Naomi Oreskes ve Erik M. Conway’e göre demokrasi tehlikede olabilir, ancak kapitalizm bir burjuva dini statüsüne ulaştı. “Büyük Efsane: Amerikan İş Dünyası Bize Hükümetten Nefret Etmeyi ve Serbest Piyasayı Sevmeyi Nasıl Öğretir?” başlıklı yazıda yazarlar, endüstri gruplarının ve zengin bağışçıların “piyasa köktenciliğini” — … Hükûmetin aradan çekildiği, kısıtlanmamış pazarlar yoluyla yenilik.”

Oreskes ve Conway, belki de en çok, tütün endüstrisini korumaya yönelik şirketlerin finanse ettiği çabaları ayrıntılarıyla anlatan ve ana akım bilimi “huzursuz” olarak tasvir ederek iklim değişikliğinin reddini teşvik eden “Şüphe Tüccarları” (2010) ile tanınırlar. Yeni kitaplarını bir tür devam filmi olarak tanımlıyorlar – hükümet düzenlemesinden o kadar aşırı derecede korkan ki çevreciliği komünist tiranlıkla eşit tutan “Tüccarlar”daki karakterlere ilham veren ideolojiyi anlama girişimi.

Ancak bu yeni kitaptaki rakamlar şüphe uyandırmak yerine kesinliği ilan ediyor: bırakınız yapsınlar ekonomisinin şüpheli “bilimi” tartışılmaz bir gerçekmiş gibi davranıyor. Oreskes ve Conway bilim tarihçileri ve Ulusal Üreticiler Birliği ve Ekonomik Özgürlük Vakfı gibi grupların (açgözlülük iyidir) sözü yaymak için harcadıkları kaynakları ortaya çıkarmakta etkileyici bir iş çıkarıyorlar.

“Büyük Efsane”nin ana ima ettiği, “piyasa köktenciliğinin” o kadar dehşet verici derecede korkunç olduğu -bir azınlığı zenginleştirip gezegeni yağmaladığı- öyle görünüyor ki, Amerikalılar buna inanmak için propaganda bombardımanına tutulmak zorunda kaldılar. Ancak Gerstle’nin kitabının da gösterdiği gibi, neoliberal fikirler çok baştan çıkarıcı oldu çünkü aynı zamanda Amerikalıların bireysellik ve özgürlüğü vurgulayarak kendileri hakkında anlatmak istedikleri hikayelere de uydular.

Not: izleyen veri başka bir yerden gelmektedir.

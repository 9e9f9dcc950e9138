//! File loading, hashing and byte-budget enforcement.

use crate::domain::{FileEntry, RepoContext};
use crate::error::{PackError, Result};
use crate::utils::{display_path, read_text_lossy, resolve_against, sha256_hex};
use std::path::Path;

/// Load every requested file in order.
///
/// Relative paths resolve against the repository root when one is known,
/// otherwise against `cwd`. Each file is validated, read and hashed before its
/// size joins the running total; the run stops at the first file that pushes
/// the total past `max_bytes`, so later files are never opened.
pub fn load_files(
    requested: &[String],
    repo: &RepoContext,
    cwd: &Path,
    max_bytes: u64,
) -> Result<Vec<FileEntry>> {
    let base = repo.root.as_deref().unwrap_or(cwd);
    let mut entries = Vec::with_capacity(requested.len());
    let mut total_bytes: u64 = 0;

    for raw in requested {
        let resolved = resolve_against(raw, base);
        if !resolved.is_file() {
            return Err(PackError::NotAFile { path: raw.clone() });
        }

        let content = read_text_lossy(&resolved)
            .map_err(|source| PackError::Read { path: resolved.clone(), source })?;
        let sha256 = sha256_hex(&content);
        let display_path = display_path(&resolved, repo.root.as_deref());

        total_bytes += content.len() as u64;
        tracing::debug!(path = %display_path, bytes = content.len(), total_bytes, "loaded file");
        if total_bytes > max_bytes {
            return Err(PackError::TooLarge { max_bytes });
        }

        entries.push(FileEntry { display_path, sha256, content });
    }

    Ok(entries)
}
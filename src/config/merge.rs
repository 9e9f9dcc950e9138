//! Merge CLI arguments with file configuration.

use super::FileConfig;
use crate::domain::{Config, DEFAULT_MAX_BYTES, DEFAULT_MAX_FILES};

/// Values supplied on the command line or through the environment.
#[derive(Debug, Clone, Default)]
pub struct CliOverrides {
    pub files: Vec<String>,
    pub max_files: Option<usize>,
    pub max_bytes: Option<u64>,
    pub no_git: bool,
    pub fence: bool,
}

/// Build the run configuration. CLI/env values beat the file, the file beats
/// built-in defaults, and switches are enabled if either source sets them.
pub fn merge_cli_with_config(cli: CliOverrides, file: &FileConfig) -> Config {
    Config {
        files: cli.files,
        max_files: cli.max_files.or(file.max_files).unwrap_or(DEFAULT_MAX_FILES),
        max_bytes: cli.max_bytes.or(file.max_bytes).unwrap_or(DEFAULT_MAX_BYTES),
        no_git: cli.no_git || file.no_git.unwrap_or(false),
        fence: cli.fence || file.fence.unwrap_or(false),
    }
}
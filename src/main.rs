//! context-pack: bundle source files and repository metadata into a single
//! pasteable context block for chat-based assistants.

use std::process::ExitCode;

fn main() -> ExitCode {
    context_pack::cli::run()
}
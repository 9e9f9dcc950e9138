//! Command-line interface for context-pack
//!
//! Parses arguments, wires logging, and runs the pack pipeline.

use anyhow::{Context, Result};
use clap::Parser;
use std::io::Write;
use std::path::{Path, PathBuf};
use std::process::ExitCode;
use tracing::Level;
use tracing_subscriber::{fmt, prelude::*, EnvFilter};

use crate::config::{load_config, merge_cli_with_config, CliOverrides};
use crate::domain::{Config, PackHeader, RepoContext};
use crate::error::PackError;
use crate::load::load_files;
use crate::render::{format_timestamp, render_context_pack};
use crate::repo::{probe_repository, GitProbe};

/// Bundle source files and repository metadata into one pasteable context pack
#[derive(Parser, Debug)]
#[command(name = "context-pack")]
#[command(author, version, about, long_about = None)]
pub struct Cli {
    /// File paths relative to the repository root (or absolute)
    #[arg(value_name = "FILE", required = true, num_args = 1..)]
    pub files: Vec<String>,

    /// Maximum number of files accepted [default: 5]
    #[arg(long, value_name = "N", env = "CONTEXT_PACK_MAX_FILES")]
    pub max_files: Option<usize>,

    /// Maximum total content size in bytes [default: 800000]
    #[arg(long, value_name = "BYTES", env = "CONTEXT_PACK_MAX_BYTES")]
    pub max_bytes: Option<u64>,

    /// Skip git metadata (for non-git folders)
    #[arg(long)]
    pub no_git: bool,

    /// Wrap output in a triple-backtick code fence
    #[arg(long)]
    pub fence: bool,

    /// Path to config file (context-pack.toml)
    #[arg(short = 'c', long, value_name = "FILE")]
    pub config: Option<PathBuf>,

    /// Enable verbose logging (sets log level to DEBUG)
    #[arg(short, long)]
    pub verbose: bool,
}

impl Cli {
    fn overrides(&self) -> CliOverrides {
        CliOverrides {
            files: self.files.clone(),
            max_files: self.max_files,
            max_bytes: self.max_bytes,
            no_git: self.no_git,
            fence: self.fence,
        }
    }
}

pub fn run() -> ExitCode {
    let cli = Cli::parse();
    init_tracing(cli.verbose);

    match execute(&cli) {
        Ok(()) => ExitCode::SUCCESS,
        Err(err) => {
            let code = match err.downcast_ref::<PackError>() {
                Some(pack_err) => pack_err.exit_code(),
                None => 1,
            };
            eprintln!("error: {err:#}");
            ExitCode::from(code)
        }
    }
}

fn init_tracing(verbose: bool) {
    // A valid RUST_LOG wins outright; otherwise --verbose picks DEBUG over WARN.
    let level = if verbose { Level::DEBUG } else { Level::WARN };
    let filter = EnvFilter::try_from_default_env()
        .unwrap_or_else(|_| EnvFilter::default().add_directive(level.into()));
    let _ = tracing_subscriber::registry()
        .with(fmt::layer().with_writer(std::io::stderr))
        .with(filter)
        .try_init();
}

fn execute(cli: &Cli) -> Result<()> {
    let cwd = std::env::current_dir().context("Failed to determine working directory")?;
    let file_config = load_config(&cwd, cli.config.as_deref())?;
    let config = merge_cli_with_config(cli.overrides(), &file_config);
    tracing::debug!(?config, "resolved configuration");

    let pack = build_pack(&config, &cwd, &GitProbe::new())?;

    let stdout = std::io::stdout();
    let mut handle = stdout.lock();
    handle.write_all(pack.as_bytes()).context("Failed to write context pack")?;
    handle.flush().context("Failed to write context pack")?;
    Ok(())
}

/// Run the whole pipeline and return the rendered pack.
///
/// Nothing is written anywhere: every validation failure surfaces here, before
/// the caller prints a single byte.
pub fn build_pack(config: &Config, cwd: &Path, probe: &GitProbe) -> Result<String, PackError> {
    if config.files.len() > config.max_files {
        return Err(PackError::TooManyFiles { count: config.files.len(), max: config.max_files });
    }

    let repo =
        if config.no_git { RepoContext::default() } else { probe_repository(probe, cwd) };
    let generated_utc = format_timestamp(chrono::Utc::now());

    let entries = load_files(&config.files, &repo, cwd, config.max_bytes)?;
    tracing::debug!(files = entries.len(), "all files loaded");

    let header = PackHeader { generated_utc, repo: &repo };
    Ok(render_context_pack(&header, &entries, config.fence))
}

Bu tür bir halk desteği elbette bir demokrasi için çok önemlidir, ancak Globalists’te (2018) tarihçi Quinn Slobodian, neoliberallerin yalnızca piyasaları özgürleştirmenin değil, aynı zamanda demokratik hesap verebilirliği korumak için uluslararası kurumlara ve dolayısıyla kapitalist faaliyetlere “kapatmanın” yollarını bulduğunu savunuyor. . İkinci Dünya Savaşı sonrası neoliberallerin, özellikle dekolonizasyondan endişe duyarak, ticaret kuralları ve mülkiyet yasalarıyla “akılcı Batı”yı “duygusal” bağlılığıyla sömürgecilik sonrası Güney ile karşı karşıya getiren küçümseyici bir “ırkçı dil” benimsediklerini belirtiyor. egemenliğe.”